= Instructions for the task =
Type out every line below exactly as it reads.

*** Opening of Data excerpts ***

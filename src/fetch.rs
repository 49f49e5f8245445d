use async_trait::async_trait;
use reqwest::Client;
use std::path::{Path, PathBuf};
use tokio::fs;
use tokio::io::AsyncWriteExt;
use tracing::info;

use crate::error::{Result, RenderError};

/// Brings a source media reference onto local storage
#[async_trait]
pub trait SourceFetcher: Send + Sync {
    /// Fetch `source` into `destination`, returning the local path
    async fn fetch(&self, source: &str, destination: &Path) -> Result<PathBuf>;
}

/// Fetches `http(s)://` references over the network and copies `file://` or plain paths
pub struct HttpFetcher {
    client: Client,
}

impl HttpFetcher {
    pub fn new() -> Result<Self> {
        let client = Client::builder()
            .user_agent(concat!("lyric-render/", env!("CARGO_PKG_VERSION")))
            .build()?;

        Ok(Self { client })
    }

    async fn download(&self, url: &str, destination: &Path) -> Result<PathBuf> {
        info!("Downloading source media {}", url);

        let mut response = self
            .client
            .get(url)
            .send()
            .await
            .map_err(|e| RenderError::Download(format!("{}: {}", url, e)))?;

        if !response.status().is_success() {
            return Err(RenderError::Download(format!(
                "{}: HTTP {}",
                url,
                response.status()
            )));
        }

        let temp_path = destination.with_extension("part");
        let mut file = fs::File::create(&temp_path).await?;
        let mut downloaded = 0u64;

        while let Some(chunk) = response
            .chunk()
            .await
            .map_err(|e| RenderError::Download(format!("{}: {}", url, e)))?
        {
            file.write_all(&chunk).await?;
            downloaded += chunk.len() as u64;
        }

        file.flush().await?;
        drop(file);

        fs::rename(&temp_path, destination).await?;
        info!("Downloaded {} bytes to {}", downloaded, destination.display());

        Ok(destination.to_path_buf())
    }
}

#[async_trait]
impl SourceFetcher for HttpFetcher {
    async fn fetch(&self, source: &str, destination: &Path) -> Result<PathBuf> {
        if source.starts_with("http://") || source.starts_with("https://") {
            return self.download(source, destination).await;
        }

        let local = source.strip_prefix("file://").unwrap_or(source);
        info!("Copying local source media {}", local);
        fs::copy(local, destination)
            .await
            .map_err(|e| RenderError::Download(format!("{}: {}", local, e)))?;

        Ok(destination.to_path_buf())
    }
}

#[cfg(test)]
mod tests {
    use super::*;

    #[tokio::test]
    async fn test_fetch_local_path_and_file_url() {
        let dir = tempfile::tempdir().unwrap();
        let source = dir.path().join("song.mp3");
        std::fs::write(&source, b"ID3").unwrap();

        let fetcher = HttpFetcher::new().unwrap();

        let plain = fetcher
            .fetch(&source.to_string_lossy(), &dir.path().join("a"))
            .await
            .unwrap();
        assert_eq!(std::fs::read(plain).unwrap(), b"ID3");

        let url = format!("file://{}", source.display());
        let via_url = fetcher.fetch(&url, &dir.path().join("b")).await.unwrap();
        assert_eq!(std::fs::read(via_url).unwrap(), b"ID3");
    }

    #[tokio::test]
    async fn test_missing_source_is_download_error() {
        let dir = tempfile::tempdir().unwrap();
        let fetcher = HttpFetcher::new().unwrap();

        let err = fetcher
            .fetch("/nonexistent/song.mp3", &dir.path().join("source"))
            .await
            .unwrap_err();
        assert!(matches!(err, RenderError::Download(_)));
    }

    #[tokio::test]
    async fn test_http_fetch_and_error_status() {
        use axum::{Router, routing::get};

        let app = Router::new().route("/song.mp3", get(|| async { "audio-bytes" }));
        let listener = tokio::net::TcpListener::bind("127.0.0.1:0").await.unwrap();
        let addr = listener.local_addr().unwrap();
        tokio::spawn(async move { axum::serve(listener, app).await.unwrap() });

        let dir = tempfile::tempdir().unwrap();
        let fetcher = HttpFetcher::new().unwrap();

        let path = fetcher
            .fetch(&format!("http://{}/song.mp3", addr), &dir.path().join("source"))
            .await
            .unwrap();
        assert_eq!(std::fs::read_to_string(path).unwrap(), "audio-bytes");

        let err = fetcher
            .fetch(&format!("http://{}/missing.mp3", addr), &dir.path().join("other"))
            .await
            .unwrap_err();
        assert!(matches!(err, RenderError::Download(ref msg) if msg.contains("404")));
    }

    #[tokio::test]
    async fn test_unreachable_host_is_download_error() {
        let dir = tempfile::tempdir().unwrap();
        let fetcher = HttpFetcher::new().unwrap();

        let err = fetcher
            .fetch("http://127.0.0.1:1/song.mp3", &dir.path().join("source"))
            .await
            .unwrap_err();
        assert!(matches!(err, RenderError::Download(_)));
    }
}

*** Close of Data excerpts ***

= Answer box =
filename src/fetch.rs
repository 49f49e5f8245445d
use async_trait::async_trait;
use reqwest::Client;
use std::path::{Path, PathBuf};
use tokio::fs;
use tokio::io::AsyncWriteExt;
use tracing::info;

use crate::error::{Result, RenderError};

/// Brings a source media reference onto local storage
#[async_trait]
pub trait SourceFetcher: Send + Sync {
    /// Fetch `source` into `destination`, returning the local path
    async fn fetch(&self, source: &str, destination: &Path) -> Result<PathBuf>;
}

/// Fetches `http(s)://` references over the network and copies `file://` or plain paths
pub struct HttpFetcher {
    client: Client,
}

impl HttpFetcher {
    pub fn new() -> Result<Self> {
        let client = Client::builder()
            .user_agent(concat!("lyric-render/", env!("CARGO_PKG_VERSION")))
            .build()?;

        Ok(Self { client })
    }

    async fn download(&self, url: &str, destination: &Path) -> Result<PathBuf> {
        info!("Downloading source media {}", url);

        let mut response = self
            .client
            .get(url)
            .send()
            .await
            .map_err(|e| RenderError::Download(format!("{}: {}", url, e)))?;

        if !response.status().is_success() {
            return Err(RenderError::Download(format!(
                "{}: HTTP {}",
                url,
                response.status()
            )));
        }

        let temp_path = destination.with_extension("part");
        let mut file = fs::File::create(&temp_path).await?;
        let mut downloaded = 0u64;

        while let Some(chunk) = response
            .chunk()
            .await
            .map_err(|e| RenderError::Download(format!("{}: {}", url, e)))?
        {
            file.write_all(&chunk).await?;
            downloaded += chunk.len() as u64;
        }

        file.flush().await?;
        drop(file);

        fs::rename(&temp_path, destination).await?;
        info!("Downloaded {} bytes to {}", downloaded, destination.display());

        Ok(destination.to_path_buf())
    }
}

#[async_trait]
impl SourceFetcher for HttpFetcher {
    async fn fetch(&self, source: &str, destination: &Path) -> Result<PathBuf> {
        if source.starts_with("http://") || source.starts_with("https://") {
            return self.download(source, destination).await;
        }

        let local = source.strip_prefix("file://").unwrap_or(source);
        info!("Copying local source media {}", local);
        fs::copy(local, destination)
            .await
            .map_err(|e| RenderError::Download(format!("{}: {}", local, e)))?;

        Ok(destination.to_path_buf())
    }
}

#[cfg(test)]
mod tests {
    use super::*;

    #[tokio::test]
    async fn test_fetch_local_path_and_file_url() {
        let dir = tempfile::tempdir().unwrap();
        let source = dir.path().join("song.mp3");
        std::fs::write(&source, b"ID3").unwrap();

        let fetcher = HttpFetcher::new().unwrap();

        let plain = fetcher
            .fetch(&source.to_string_lossy(), &dir.path().join("a"))
            .await
            .unwrap();
        assert_eq!(std::fs::read(plain).unwrap(), b"ID3");

        let url = format!("file://{}", source.display());
        let via_url = fetcher.fetch(&url, &dir.path().join("b")).await.unwrap();
        assert_eq!(std::fs::read(via_url).unwrap(), b"ID3");
    }

    #[tokio::test]
    async fn test_missing_source_is_download_error() {
        let dir = tempfile::tempdir().unwrap();
        let fetcher = HttpFetcher::new().unwrap();

        let err = fetcher
            .fetch("/nonexistent/song.mp3", &dir.path().join("source"))
            .await
            .unwrap_err();
        assert!(matches!(err, RenderError::Download(_)));
    }

    #[tokio::test]
    async fn test_http_fetch_and_error_status() {
        use axum::{Router, routing::get};

        let app = Router::new().route("/song.mp3", get(|| async { "audio-bytes" }));
        let listener = tokio::net::TcpListener::bind("127.0.0.1:0").await.unwrap();
        let addr = listener.local_addr().unwrap();
        tokio::spawn(async move { axum::serve(listener, app).await.unwrap() });

        let dir = tempfile::tempdir().unwrap();
        let fetcher = HttpFetcher::new().unwrap();

        let path = fetcher
            .fetch(&format!("http://{}/song.mp3", addr), &dir.path().join("source"))
            .await
            .unwrap();
        assert_eq!(std::fs::read_to_string(path).unwrap(), "audio-bytes");

        let err = fetcher
            .fetch(&format!("http://{}/missing.mp3", addr), &dir.path().join("other"))
            .await
            .unwrap_err();
        assert!(matches!(err, RenderError::Download(ref msg) if msg.contains("404")));
    }

    #[tokio::test]
    async fn test_unreachable_host_is_download_error() {
        let dir = tempfile::tempdir().unwrap();
        let fetcher = HttpFetcher::new().unwrap();

        let err = fetcher
            .fetch("http://127.0.0.1:1/song.mp3", &dir.path().join("source"))
            .await
            .unwrap_err();
        assert!(matches!(err, RenderError::Download(_)));
    }
}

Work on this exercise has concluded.